An investigation showed that the MSP’s systems itself had not been compromised but the software that some of them use are linked to a vulnerable plugin for a remote management tool from Kaseya.
Many MSPs use Kaseya’s VSA RMM tool to remotely manage client systems. The vulnerable plugin for Kaseya was from ConnectWise and acts as an interface between the Kaseya monitoring system and the ConnectWise ticketing system.
The vulnerability basically gives the attackers the ability to run remote commands allowing them complete access to the Kaseya database. “They were able to task the RMM tool as if they were an administrator at the MSP,” Chris Bisnett, chief architect at Huntress Labs said. He added “They essentially said, ‘Take this executable and put it out on every system the MSP is managing.'”
In one case, the executable was Gandcrab, a widely distributed ransomware tool that has been used in numerous other attacks. All customer systems that the MSP was managing via the Kaseya RMM tool were encrypted simultaneously effectively scrambling the entire network.
In other reported instances attackers have installed crypto-mining tools on systems. Data was also stolen from some organizations by gaining access to their networks via the MSP remote access connections.
The vulnerability that the hackers exploited in the latest attack exists in ManagedITSync, a ConnectWise plugin for Kaseya VSA. A security researcher from Australia first reported the vulnerability in November 2017 and posted details, along with proof of concept code, on GitHub.

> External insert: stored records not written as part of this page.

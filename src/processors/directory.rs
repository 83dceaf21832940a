use crate::core::{ImageResizer, Outcome, PixfitError, ResizeConfig, Result, RunSummary};
use crate::utils::is_supported_filename;
use std::path::{Path, PathBuf};
use walkdir::WalkDir;

/// Drives one run: scan the directory, resize every matching file in place,
/// report each outcome on the console.
pub struct DirectoryProcessor {
    config: ResizeConfig,
    resizer: ImageResizer,
}

impl DirectoryProcessor {
    pub fn new(config: ResizeConfig) -> Self {
        let resizer = ImageResizer::new(config.clone());
        Self { config, resizer }
    }

    /// Processes every supported image directly inside `input_dir`, one file
    /// at a time. A failing file is reported and the loop moves on; only a
    /// missing directory or an empty file set ends the run early.
    pub fn process_directory(&self, input_dir: &Path) -> Result<RunSummary> {
        self.config.validate()?;

        if !input_dir.exists() || !input_dir.is_dir() {
            return Err(PixfitError::MissingDirectory(input_dir.to_path_buf()));
        }

        let image_paths = self.collect_image_paths(input_dir)?;

        if image_paths.is_empty() {
            log::warn!("No image files found in {}", input_dir.display());
            return Err(PixfitError::NoImagesFound(input_dir.to_path_buf()));
        }

        log::info!(
            "Processing {} images from {}",
            image_paths.len(),
            input_dir.display()
        );

        println!("Found {} images to resize...", image_paths.len());
        println!(
            "Max dimensions: {}x{}, Quality: {}",
            self.config.max_width, self.config.max_height, self.config.quality
        );
        println!("{}", "-".repeat(50));

        let mut summary = RunSummary::default();
        for input_path in &image_paths {
            self.process_one(input_path, &mut summary);
        }

        println!("{}", "-".repeat(50));
        println!("Done!");

        Ok(summary)
    }

    fn process_one(&self, input_path: &Path, summary: &mut RunSummary) {
        let name = input_path
            .file_name()
            .map(|n| n.to_string_lossy().into_owned())
            .unwrap_or_else(|| input_path.display().to_string());

        match self.resizer.process(input_path) {
            Ok(Outcome::Resized { from, to }) => {
                println!(
                    "✓ Resized: {} ({}x{} -> {}x{})",
                    name, from.0, from.1, to.0, to.1
                );
                summary.resized += 1;
            }
            Ok(Outcome::Skipped { .. }) => {
                println!("- Skipped: {} (already small enough)", name);
                summary.skipped += 1;
            }
            Err(e) => {
                println!("✗ Error processing {}: {}", input_path.display(), e);
                summary
                    .errors
                    .push((input_path.to_path_buf(), e.to_string()));
            }
        }
    }

    fn collect_image_paths(&self, input_dir: &Path) -> Result<Vec<PathBuf>> {
        let paths: Vec<PathBuf> = WalkDir::new(input_dir)
            .max_depth(1)
            .into_iter()
            .filter_map(|entry| entry.ok())
            .filter(|entry| entry.file_type().is_file())
            .filter(|entry| is_supported_filename(entry.path()))
            .map(|entry| entry.into_path())
            .collect();

        Ok(paths)
    }
}
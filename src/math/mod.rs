use crate::error::{ParameterError, Result};

/// 3D point type.
pub type Point3 = nalgebra::Point3<f64>;

/// 3D vector type.
pub type Vector3 = nalgebra::Vector3<f64>;

/// 4x4 transformation matrix.
pub type Matrix4 = nalgebra::Matrix4<f64>;

/// Global geometric tolerance for floating-point comparisons.
pub const TOLERANCE: f64 = 1e-10;

/// Checks that `value` is finite and lies in `[min, max]`.
///
/// # Errors
///
/// Returns a [`ParameterError`] naming `parameter` if the check fails.
pub(crate) fn require_in_range(
    parameter: &'static str,
    value: f64,
    min: f64,
    max: f64,
) -> Result<f64> {
    if !value.is_finite() {
        return Err(ParameterError::NotFinite { parameter, value }.into());
    }
    if value < min || value > max {
        return Err(ParameterError::OutOfRange {
            parameter,
            value,
            min,
            max,
        }
        .into());
    }
    Ok(value)
}
/// One of the six cube-relative directions a facelet can face.
///
/// The declaration order is the slot order of a [`Cubie`](super::Cubie).
#[derive(Debug, Clone, Copy, PartialEq, Eq, Hash, PartialOrd, Ord)]
pub enum Direction {
    Right,
    Front,
    Back,
    Left,
    Down,
    Up,
}

impl Direction {
    /// All directions in slot order.
    pub const ALL: [Self; 6] = [
        Self::Right,
        Self::Front,
        Self::Back,
        Self::Left,
        Self::Down,
        Self::Up,
    ];

    /// Slot index of this direction inside a cubie.
    #[must_use]
    pub const fn slot(self) -> usize {
        self as usize
    }

    #[must_use]
    pub const fn opposite(self) -> Self {
        match self {
            Self::Right => Self::Left,
            Self::Front => Self::Back,
            Self::Back => Self::Front,
            Self::Left => Self::Right,
            Self::Down => Self::Up,
            Self::Up => Self::Down,
        }
    }

    /// Integer unit vector pointing out of the cube in this direction.
    ///
    /// +x is right, +y is up and +z is front.
    #[must_use]
    pub const fn unit(self) -> [i8; 3] {
        match self {
            Self::Right => [1, 0, 0],
            Self::Front => [0, 0, 1],
            Self::Back => [0, 0, -1],
            Self::Left => [-1, 0, 0],
            Self::Down => [0, -1, 0],
            Self::Up => [0, 1, 0],
        }
    }

    /// Inverse of [`Direction::unit`].
    #[must_use]
    pub fn from_unit(unit: [i8; 3]) -> Option<Self> {
        Self::ALL.into_iter().find(|d| d.unit() == unit)
    }
}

ConnectWise issued an update addressing the issue sometime later, but for some reason, the bug and the update patching it appears to have received little attention until now. Kaseya posted a warning six days ago urging MSP’s using the ConnectWise plugin for VSA to upgrade to the patched version immediately or, alternatively, to remove the plugin altogether.
It should be noted that ACT Network Solutions does not use either of these products for client monitoring or work ticket generation.